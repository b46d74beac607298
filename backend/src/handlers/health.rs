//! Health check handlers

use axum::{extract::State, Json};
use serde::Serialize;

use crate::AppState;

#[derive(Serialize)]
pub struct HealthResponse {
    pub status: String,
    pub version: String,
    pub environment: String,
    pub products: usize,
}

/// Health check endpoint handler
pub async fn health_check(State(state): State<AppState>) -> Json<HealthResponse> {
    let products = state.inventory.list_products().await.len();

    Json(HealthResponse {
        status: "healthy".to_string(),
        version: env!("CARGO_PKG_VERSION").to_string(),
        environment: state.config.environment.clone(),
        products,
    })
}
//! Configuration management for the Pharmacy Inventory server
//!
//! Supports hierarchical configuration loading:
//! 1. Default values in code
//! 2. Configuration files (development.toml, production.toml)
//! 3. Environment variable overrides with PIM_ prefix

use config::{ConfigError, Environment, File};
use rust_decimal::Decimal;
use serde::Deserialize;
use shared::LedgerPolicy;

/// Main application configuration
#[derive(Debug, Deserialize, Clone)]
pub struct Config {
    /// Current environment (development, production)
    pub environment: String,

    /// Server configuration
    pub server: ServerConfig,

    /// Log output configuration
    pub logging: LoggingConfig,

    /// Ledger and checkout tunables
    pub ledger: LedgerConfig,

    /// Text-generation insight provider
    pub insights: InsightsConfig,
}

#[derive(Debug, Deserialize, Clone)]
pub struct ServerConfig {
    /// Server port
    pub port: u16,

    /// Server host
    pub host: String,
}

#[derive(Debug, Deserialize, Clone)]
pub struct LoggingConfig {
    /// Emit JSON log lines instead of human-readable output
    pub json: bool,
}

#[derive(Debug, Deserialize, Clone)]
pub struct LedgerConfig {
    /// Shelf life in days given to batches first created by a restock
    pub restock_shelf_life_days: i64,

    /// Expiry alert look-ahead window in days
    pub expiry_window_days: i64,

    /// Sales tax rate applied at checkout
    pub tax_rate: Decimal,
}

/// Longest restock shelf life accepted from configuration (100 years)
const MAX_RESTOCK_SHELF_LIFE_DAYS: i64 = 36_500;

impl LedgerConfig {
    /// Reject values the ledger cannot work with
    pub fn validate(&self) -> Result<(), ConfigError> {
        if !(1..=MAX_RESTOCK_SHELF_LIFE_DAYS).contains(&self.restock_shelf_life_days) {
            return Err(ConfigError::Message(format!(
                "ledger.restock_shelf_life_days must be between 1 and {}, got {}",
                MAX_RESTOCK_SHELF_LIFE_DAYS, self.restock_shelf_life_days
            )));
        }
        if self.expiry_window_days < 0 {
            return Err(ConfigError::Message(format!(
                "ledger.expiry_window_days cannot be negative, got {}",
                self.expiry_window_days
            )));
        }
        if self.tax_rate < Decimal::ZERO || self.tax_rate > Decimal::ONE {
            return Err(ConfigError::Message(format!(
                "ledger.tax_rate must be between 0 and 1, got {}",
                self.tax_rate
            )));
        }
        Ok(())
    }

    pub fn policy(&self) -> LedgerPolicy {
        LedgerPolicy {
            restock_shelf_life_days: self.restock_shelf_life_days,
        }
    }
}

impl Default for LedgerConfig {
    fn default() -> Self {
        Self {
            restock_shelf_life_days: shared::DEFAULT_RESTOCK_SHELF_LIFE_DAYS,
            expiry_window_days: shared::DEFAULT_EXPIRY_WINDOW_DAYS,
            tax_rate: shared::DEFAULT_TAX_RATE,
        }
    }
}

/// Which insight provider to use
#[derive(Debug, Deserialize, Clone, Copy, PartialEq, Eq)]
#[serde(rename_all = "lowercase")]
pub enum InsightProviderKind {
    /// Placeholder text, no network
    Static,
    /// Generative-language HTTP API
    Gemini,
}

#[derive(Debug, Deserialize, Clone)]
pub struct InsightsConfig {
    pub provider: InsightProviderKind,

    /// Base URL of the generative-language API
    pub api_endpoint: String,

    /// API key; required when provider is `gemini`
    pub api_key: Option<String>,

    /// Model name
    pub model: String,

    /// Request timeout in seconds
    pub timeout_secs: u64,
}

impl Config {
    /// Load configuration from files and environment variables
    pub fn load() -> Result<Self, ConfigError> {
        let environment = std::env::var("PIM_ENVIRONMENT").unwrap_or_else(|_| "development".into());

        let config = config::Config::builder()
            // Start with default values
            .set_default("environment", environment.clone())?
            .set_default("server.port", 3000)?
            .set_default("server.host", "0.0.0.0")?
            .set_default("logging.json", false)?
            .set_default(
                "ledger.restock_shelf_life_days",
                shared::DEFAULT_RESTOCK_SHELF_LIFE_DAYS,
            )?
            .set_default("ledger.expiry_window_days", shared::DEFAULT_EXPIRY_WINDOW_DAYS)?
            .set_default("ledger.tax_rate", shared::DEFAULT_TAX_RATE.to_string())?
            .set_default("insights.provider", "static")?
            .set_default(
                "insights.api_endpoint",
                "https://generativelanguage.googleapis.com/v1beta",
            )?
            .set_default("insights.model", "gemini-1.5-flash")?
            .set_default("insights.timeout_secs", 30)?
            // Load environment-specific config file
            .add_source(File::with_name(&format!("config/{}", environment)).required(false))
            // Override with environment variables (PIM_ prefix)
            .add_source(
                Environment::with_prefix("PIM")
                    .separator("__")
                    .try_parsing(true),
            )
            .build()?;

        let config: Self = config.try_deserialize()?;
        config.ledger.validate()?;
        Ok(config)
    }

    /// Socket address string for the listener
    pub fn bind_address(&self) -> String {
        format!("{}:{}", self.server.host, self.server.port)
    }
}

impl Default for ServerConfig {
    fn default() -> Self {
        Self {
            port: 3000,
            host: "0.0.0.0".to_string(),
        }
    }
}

## What you will do
Report how many lines in the records hold the word "files", giving the number and nothing else.

## Output below
2